Records for this task.

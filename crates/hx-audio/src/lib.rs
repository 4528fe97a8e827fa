//! Audio output backends for hexaphonic.

mod cpal_backend;
mod null_backend;
mod traits;

pub use cpal_backend::CpalOutput;
pub use null_backend::NullOutput;
pub use traits::{AudioError, AudioOutput};
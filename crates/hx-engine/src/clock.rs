//! Playback clocks.
//!
//! Two timelines run side by side. *Media time* is the position in the
//! program: it can be seeked, scaled by a playback rate, and is what the
//! schedule is resolved against. *Audio time* is the monotonic count of
//! rendered frames; gain ramps are anchored to it so they keep their length
//! across seeks and rate changes.

use std::time::Duration;

/// Source of playback time for the scheduler.
pub trait MediaClock {
    /// Media position in seconds, within [0, duration].
    fn current_time(&self) -> f64;
    /// Total media length in seconds.
    fn duration(&self) -> f64;
    /// Jump to an arbitrary position (clamped to the media).
    fn seek(&mut self, time: f64);
    /// Monotonic audio-clock seconds; never jumps.
    fn audio_time(&self) -> f64;
}

/// Frame-counting clock driven by the render loop.
#[derive(Clone, Debug)]
pub struct SampleClock {
    sample_rate: u32,
    frames: u64,
    position: f64,
    duration: f64,
    rate: f64,
}

impl SampleClock {
    pub fn new(sample_rate: u32, duration: f64) -> Self {
        Self {
            sample_rate: sample_rate.max(1),
            frames: 0,
            position: 0.0,
            duration: if duration.is_finite() { duration.max(0.0) } else { 0.0 },
            rate: 1.0,
        }
    }

    pub fn sample_rate(&self) -> u32 {
        self.sample_rate
    }

    pub fn frames_rendered(&self) -> u64 {
        self.frames
    }

    /// Advance both timelines by `frames` rendered frames.
    pub fn advance(&mut self, frames: u64) {
        self.frames += frames;
        let dt = frames as f64 / self.sample_rate as f64;
        self.position = (self.position + dt * self.rate).min(self.duration);
    }

    pub fn playback_rate(&self) -> f64 {
        self.rate
    }

    /// Media seconds advanced per audio second, limited to [0.25, 4].
    pub fn set_playback_rate(&mut self, rate: f64) {
        if rate.is_finite() {
            self.rate = rate.clamp(0.25, 4.0);
        }
    }

    pub fn is_finished(&self) -> bool {
        self.position >= self.duration
    }
}

impl MediaClock for SampleClock {
    fn current_time(&self) -> f64 {
        self.position
    }

    fn duration(&self) -> f64 {
        self.duration
    }

    fn seek(&mut self, time: f64) {
        if time.is_finite() {
            self.position = time.clamp(0.0, self.duration);
        }
    }

    fn audio_time(&self) -> f64 {
        self.frames as f64 / self.sample_rate as f64
    }
}

/// Fires at a fixed audio-time cadence, mimicking a host's throttled
/// "time changed" notification.
#[derive(Clone, Debug)]
pub struct TimeUpdateTimer {
    interval: f64,
    next: f64,
}

impl TimeUpdateTimer {
    pub fn new(interval: Duration) -> Self {
        Self {
            interval: interval.as_secs_f64(),
            next: 0.0,
        }
    }

    /// True once per elapsed interval. Missed intervals collapse into one.
    pub fn due(&mut self, audio_time: f64) -> bool {
        if audio_time < self.next {
            return false;
        }
        self.next = audio_time + self.interval;
        true
    }

    /// Make the next `due` call fire regardless of time.
    pub fn fire_next(&mut self) {
        self.next = f64::NEG_INFINITY;
    }
}

#[cfg(test)]
mod tests {
    use super::*;

    #[test]
    fn advance_moves_both_timelines() {
        let mut clock = SampleClock::new(100, 10.0);
        clock.advance(50);
        assert!((clock.current_time() - 0.5).abs() < 1e-9);
        assert!((clock.audio_time() - 0.5).abs() < 1e-9);
    }

    #[test]
    fn seek_moves_media_time_only() {
        let mut clock = SampleClock::new(100, 10.0);
        clock.advance(100);
        clock.seek(7.0);
        assert_eq!(clock.current_time(), 7.0);
        assert!((clock.audio_time() - 1.0).abs() < 1e-9);
        clock.seek(0.5);
        assert_eq!(clock.current_time(), 0.5);
        assert!((clock.audio_time() - 1.0).abs() < 1e-9);
    }

    #[test]
    fn seek_clamps_to_media() {
        let mut clock = SampleClock::new(100, 10.0);
        clock.seek(-4.0);
        assert_eq!(clock.current_time(), 0.0);
        clock.seek(40.0);
        assert_eq!(clock.current_time(), 10.0);
        assert!(clock.is_finished());
        clock.seek(f64::NAN);
        assert_eq!(clock.current_time(), 10.0);
    }

    #[test]
    fn playback_rate_scales_media_time_only() {
        let mut clock = SampleClock::new(100, 10.0);
        clock.set_playback_rate(2.0);
        clock.advance(100);
        assert!((clock.current_time() - 2.0).abs() < 1e-9);
        assert!((clock.audio_time() - 1.0).abs() < 1e-9);
    }

    #[test]
    fn position_stops_at_duration() {
        let mut clock = SampleClock::new(10, 1.0);
        clock.advance(50);
        assert_eq!(clock.current_time(), 1.0);
        assert!(clock.is_finished());
    }

    #[test]
    fn timer_fires_once_per_interval() {
        let mut timer = TimeUpdateTimer::new(Duration::from_millis(50));
        assert!(timer.due(0.0));
        assert!(!timer.due(0.01));
        assert!(!timer.due(0.049));
        assert!(timer.due(0.05));
        assert!(!timer.due(0.06));
        timer.fire_next();
        assert!(timer.due(0.06));
    }
}
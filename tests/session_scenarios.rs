//! End-to-end scenarios against a full session: schedule resolution,
//! idempotent time updates, ramp superseding, rotation input and snapshot
//! consistency.

use hx_engine::{
    DragState, EngineConfig, Frame, InputEvent, JoystickState, MediaClock, PannerBank, RotateKey,
    Session, SnapshotView, TestTone,
};
use hx_ir::{GainRouting, Schedule, SpeakerLayout};

/// 1 kHz so one frame is one millisecond of audio time.
const RATE: u32 = 1000;

const TIMESTAMPS: [f64; 4] = [0.0, 1.483, 3.311, 4.59];

fn presets() -> Vec<Vec<f32>> {
    [0usize, 2, 4, 1]
        .iter()
        .map(|&lit| (0..6).map(|i| if i == lit { 1.0 } else { 0.0 }).collect())
        .collect()
}

fn hexagon_session() -> Session<PannerBank> {
    let schedule = Schedule::new(&TIMESTAMPS, &presets(), 6).unwrap();
    Session::new(
        schedule,
        SpeakerLayout::hexagon(),
        GainRouting::identity(6),
        EngineConfig::default(),
        PannerBank::new(6, 1.0),
        RATE,
        8.0,
    )
    .unwrap()
}

#[test]
fn time_update_at_two_seconds_lights_speaker_two() {
    let mut session = hexagon_session();
    let update = session.seek(2.0);
    assert_eq!(update.cue, 1);
    assert!(update.changed);

    let graph = session.graph();
    for speaker in 0..6 {
        let expected = if speaker == 2 { 1.0 } else { 0.0 };
        assert_eq!(graph.target_gain(speaker), Some(expected), "speaker {speaker}");
    }

    // Ramp completes 100 ms later on the audio clock.
    session.advance(100);
    session.on_time_update();
    let snapshot = session.snapshot();
    assert_eq!(snapshot.speaker_gain(2), Some(1.0));
    assert_eq!(snapshot.speaker_gain(0), Some(0.0));
}

#[test]
fn repeated_time_update_is_idempotent() {
    let mut session = hexagon_session();
    session.seek(2.0);
    session.advance(30);
    let ramp_before = *session.graph().ramp(2).unwrap();

    // Media time moved 30 ms but stays inside cue 1.
    let update = session.on_time_update();
    assert_eq!(update.cue, 1);
    assert!(!update.changed);
    assert_eq!(*session.graph().ramp(2).unwrap(), ramp_before);
}

#[test]
fn seeking_backwards_resolves_fresh() {
    let mut session = hexagon_session();
    assert_eq!(session.seek(5.0).cue, 3);
    assert_eq!(session.seek(0.5).cue, 0);
    assert_eq!(session.seek(-1.0).cue, 0);
    assert_eq!(session.graph().target_gain(0), Some(1.0));
}

#[test]
fn superseding_ramp_starts_where_the_old_one_was() {
    let mut session = hexagon_session();
    // Ramp A: speaker 2 from 0 to 1 over 100 ms.
    session.seek(2.0);
    session.advance(40);
    let now = session.clock().audio_time();
    let before = session.graph().gain_at(2, now).unwrap();
    assert!((before - 0.4).abs() < 1e-4);

    // Ramp B: speaker 2 back to 0, started 40 ms into A.
    assert!(session.set_speaker_gain(2, 0.0));
    let ramp = session.graph().ramp(2).unwrap();
    assert_eq!(ramp.from, before);
    assert_eq!(ramp.to, 0.0);
    assert_eq!(session.graph().gain_at(2, now), Some(before));
}

#[test]
fn drag_deltas_wrap_into_range() {
    let mut session = hexagon_session();
    session.apply_input(InputEvent::PointerDown { inside: true });
    assert_eq!(session.orientation().drag_state(), DragState::Dragging);
    // 0.3 degrees per pixel: 1000 px right then 1500 px left = -150 degrees.
    session.apply_input(InputEvent::PointerMove { dx: 1000.0 });
    session.apply_input(InputEvent::PointerMove { dx: -1500.0 });
    session.apply_input(InputEvent::PointerUp);

    let degrees = session.snapshot().orientation().degrees();
    assert!((degrees - 210.0).abs() < 1e-3, "got {degrees}");
    assert_eq!(session.orientation().drag_state(), DragState::Idle);
}

#[test]
fn pointer_outside_zone_does_not_drag() {
    let mut session = hexagon_session();
    session.apply_input(InputEvent::PointerDown { inside: false });
    assert!(session.apply_input(InputEvent::PointerMove { dx: 50.0 }).is_none());
    assert_eq!(session.snapshot().orientation().degrees(), 0.0);
}

#[test]
fn joystick_release_decays_within_44_ticks() {
    let mut session = hexagon_session();
    // Full rate is 3 degrees per tick; a third of the way gives v = 1.
    session.apply_input(InputEvent::JoystickMove { x: 1.0 / 3.0, y: 0.0 });
    for _ in 0..10 {
        session.animation_frame();
    }
    let v = session.orientation().velocity();
    assert!((v - 1.0).abs() < 1e-5);

    session.apply_input(InputEvent::JoystickRelease);
    let mut ticks = 0;
    while session.orientation().joystick_state() != JoystickState::Idle {
        session.animation_frame();
        ticks += 1;
        assert!(ticks <= 44, "still coasting after {ticks} ticks");
    }
    assert!(session.orientation().velocity().abs() < 0.01 * v);
}

#[test]
fn held_key_rotates_every_frame_and_reaches_the_graph() {
    let mut session = hexagon_session();
    session.apply_input(InputEvent::KeyDown(RotateKey::Left));
    for _ in 0..5 {
        session.animation_frame();
    }
    session.apply_input(InputEvent::KeyUp(RotateKey::Left));
    session.animation_frame();

    let degrees = session.snapshot().orientation().degrees();
    assert!((degrees - 350.0).abs() < 1e-3);
    assert_eq!(session.graph().listener_orientation().degrees(), degrees);
    assert_eq!(session.graph().spatializer().listener().forward, session.graph().listener_orientation().forward());
}

#[test]
fn reset_faces_front() {
    let mut session = hexagon_session();
    session.apply_input(InputEvent::KeyDown(RotateKey::Right));
    session.animation_frame();
    session.apply_input(InputEvent::ResetOrientation);
    assert_eq!(session.snapshot().orientation().degrees(), 0.0);
}

#[test]
fn snapshot_matches_graph_after_every_handler() {
    let mut session = hexagon_session();
    let tone = TestTone::new(8.0);
    let mut block = vec![Frame::default(); 50];

    for step in 0..40 {
        session.render_block(&tone, &mut block);
        if step % 2 == 0 {
            session.on_time_update();
        } else {
            session.animation_frame();
        }
        let now = session.clock().audio_time();
        let snapshot = session.snapshot();
        assert_eq!(snapshot.active_pattern(), session.scheduler().active_pattern());
        assert_eq!(snapshot.active_cue, session.scheduler().active_cue());
        for speaker in 0..6 {
            assert_eq!(snapshot.speaker_gain(speaker), session.graph().gain_at(speaker, now));
        }
    }
    assert_eq!(session.snapshot().active_pattern(), Some(1));
}

#[test]
fn fixed_layout_rejects_speaker_moves() {
    let mut session = hexagon_session();
    let before = session.snapshot().speaker_position(0);
    assert!(!session.move_speaker(0, hx_ir::Vec3::new(1.0, 0.0, 1.0)));
    assert_eq!(session.snapshot().speaker_position(0), before);
}
//! Core data types for the hexaphonic spatial cue player.
//!
//! This crate defines the static description of a listening experience:
//! where the virtual speakers sit, which gain patterns exist, and when each
//! pattern becomes active. The runtime engine consumes these types and never
//! mutates the schedule.
//!
//! Designed to be `no_std` compatible with the `alloc` crate.

#![cfg_attr(not(feature = "std"), no_std)]

extern crate alloc;

mod error;
mod orientation;
mod pattern;
mod ramp;
mod routing;
pub mod schedule;
mod speaker;
mod vec3;

pub use error::ConfigError;
pub use orientation::{wrap_degrees, Orientation};
pub use pattern::{Pattern, MAX_SPEAKERS};
pub use ramp::{interpolate, RampCurve, TransitionRamp};
pub use routing::GainRouting;
pub use schedule::{Cue, Schedule};
pub use speaker::{SpeakerLayout, SpeakerSlot};
pub use vec3::Vec3;
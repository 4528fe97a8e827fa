//! Configuration errors detected while loading a show.

use thiserror::Error;

/// A malformed layout or schedule. Fatal at load time.
#[derive(Clone, Debug, PartialEq, Error)]
pub enum ConfigError {
    #[error("schedule has no cues")]
    EmptySchedule,
    #[error("first cue must start at 0, found {first}")]
    FirstCueNotZero { first: f64 },
    #[error("timestamp {index} is not finite")]
    NonFiniteTimestamp { index: usize },
    #[error("timestamps must be strictly increasing: [{index}] = {current} after {previous}")]
    NonIncreasingTimestamps {
        index: usize,
        previous: f64,
        current: f64,
    },
    #[error("{timestamps} timestamps but {presets} presets")]
    LengthMismatch { timestamps: usize, presets: usize },
    #[error("pattern {index} has {found} gains, expected {expected}")]
    PatternLength {
        index: usize,
        expected: usize,
        found: usize,
    },
    #[error("pattern {pattern} speaker {speaker}: gain {value} outside [0, 1]")]
    GainOutOfRange {
        pattern: usize,
        speaker: usize,
        value: f32,
    },
    #[error("cue {cue} references pattern {pattern}, library has {available}")]
    UnknownPattern {
        cue: usize,
        pattern: usize,
        available: usize,
    },
    #[error("schedule drives {schedule} speakers, layout has {layout}")]
    LayoutMismatch { schedule: usize, layout: usize },
    #[error("speaker count {count} outside 1..=8")]
    SpeakerCount { count: usize },
    #[error("speaker ring geometry must be finite with a positive radius")]
    InvalidGeometry,
    #[error("routing table {reason}")]
    InvalidRouting { reason: &'static str },
}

Exercise instructions. Starting at the top of the listing above, repeat every line exactly until the line that contains "pub fn set_playback_rate(&mut" has been repeated too.

Task result.
filename crates/hx-audio/src/lib.rs
repository 4528fe97a8e827fa
//! Audio output backends for hexaphonic.

mod cpal_backend;
mod null_backend;
mod traits;

pub use cpal_backend::CpalOutput;
pub use null_backend::NullOutput;
pub use traits::{AudioError, AudioOutput};
filename crates/hx-engine/src/clock.rs
//! Playback clocks.
//!
//! Two timelines run side by side. *Media time* is the position in the
//! program: it can be seeked, scaled by a playback rate, and is what the
//! schedule is resolved against. *Audio time* is the monotonic count of
//! rendered frames; gain ramps are anchored to it so they keep their length
//! across seeks and rate changes.

use std::time::Duration;

/// Source of playback time for the scheduler.
pub trait MediaClock {
    /// Media position in seconds, within [0, duration].
    fn current_time(&self) -> f64;
    /// Total media length in seconds.
    fn duration(&self) -> f64;
    /// Jump to an arbitrary position (clamped to the media).
    fn seek(&mut self, time: f64);
    /// Monotonic audio-clock seconds; never jumps.
    fn audio_time(&self) -> f64;
}

/// Frame-counting clock driven by the render loop.
#[derive(Clone, Debug)]
pub struct SampleClock {
    sample_rate: u32,
    frames: u64,
    position: f64,
    duration: f64,
    rate: f64,
}

impl SampleClock {
    pub fn new(sample_rate: u32, duration: f64) -> Self {
        Self {
            sample_rate: sample_rate.max(1),
            frames: 0,
            position: 0.0,
            duration: if duration.is_finite() { duration.max(0.0) } else { 0.0 },
            rate: 1.0,
        }
    }

    pub fn sample_rate(&self) -> u32 {
        self.sample_rate
    }

    pub fn frames_rendered(&self) -> u64 {
        self.frames
    }

    /// Advance both timelines by `frames` rendered frames.
    pub fn advance(&mut self, frames: u64) {
        self.frames += frames;
        let dt = frames as f64 / self.sample_rate as f64;
        self.position = (self.position + dt * self.rate).min(self.duration);
    }

    pub fn playback_rate(&self) -> f64 {
        self.rate
    }

    /// Media seconds advanced per audio second, limited to [0.25, 4].
    pub fn set_playback_rate(&mut self, rate: f64) {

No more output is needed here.